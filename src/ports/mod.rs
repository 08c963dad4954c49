//! Port traits the domain depends on.

pub mod config_port;
pub mod export_port;
pub mod quote_port;
//! Core domain types and logic.

pub mod stock;
pub mod metric;
pub mod fetch;
pub mod filter;
pub mod config;
pub mod config_validation;
pub mod error;
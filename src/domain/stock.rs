//! Normalized per-symbol metrics snapshot.

use crate::domain::metric::{parse_metric, parse_text};
use crate::ports::quote_port::OverviewPayload;
use serde::Serialize;

/// One normalized company overview. Numeric fields use `0.0` for "no data".
#[derive(Debug, Clone, PartialEq, Serialize)]
pub struct StockRecord {
    pub symbol: String,
    pub name: String,
    pub pe_ratio: f64,
    pub market_capitalization: f64,
    pub dividend_yield: f64,
    pub sector: String,
}

impl StockRecord {
    /// Normalize a provider payload. Returns `None` when the payload carries
    /// no usable `Symbol`.
    pub fn from_overview(payload: &OverviewPayload) -> Option<Self> {
        let symbol = parse_text(payload.symbol.as_ref());
        if symbol.is_empty() {
            return None;
        }

        Some(Self {
            symbol,
            name: parse_text(payload.name.as_ref()),
            pe_ratio: parse_metric(payload.pe_ratio.as_ref()),
            market_capitalization: parse_metric(payload.market_capitalization.as_ref()),
            dividend_yield: parse_metric(payload.dividend_yield.as_ref()),
            sector: parse_text(payload.sector.as_ref()),
        })
    }
}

=== What to work on ===
Every entry should be reproduced exactly, with no part omitted.

=== Exercise result ===
filename src/ports/mod.rs
repository 08c963dad4954c49
//! Port traits the domain depends on.

pub mod config_port;
pub mod export_port;
pub mod quote_port;
//! Core domain types and logic.

pub mod stock;
pub mod metric;
pub mod fetch;
pub mod filter;
pub mod config;
pub mod config_validation;
pub mod error;
filename src/domain/stock.rs
//! Normalized per-symbol metrics snapshot.

use crate::domain::metric::{parse_metric, parse_text};
use crate::ports::quote_port::OverviewPayload;
use serde::Serialize;

/// One normalized company overview. Numeric fields use `0.0` for "no data".
#[derive(Debug, Clone, PartialEq, Serialize)]
pub struct StockRecord {
    pub symbol: String,
    pub name: String,
    pub pe_ratio: f64,
    pub market_capitalization: f64,
    pub dividend_yield: f64,
    pub sector: String,
}

impl StockRecord {
    /// Normalize a provider payload. Returns `None` when the payload carries
    /// no usable `Symbol`.
    pub fn from_overview(payload: &OverviewPayload) -> Option<Self> {
        let symbol = parse_text(payload.symbol.as_ref());
        if symbol.is_empty() {
            return None;
        }

        Some(Self {
            symbol,
            name: parse_text(payload.name.as_ref()),
            pe_ratio: parse_metric(payload.pe_ratio.as_ref()),
            market_capitalization: parse_metric(payload.market_capitalization.as_ref()),
            dividend_yield: parse_metric(payload.dividend_yield.as_ref()),
            sector: parse_text(payload.sector.as_ref()),
        })
    }
}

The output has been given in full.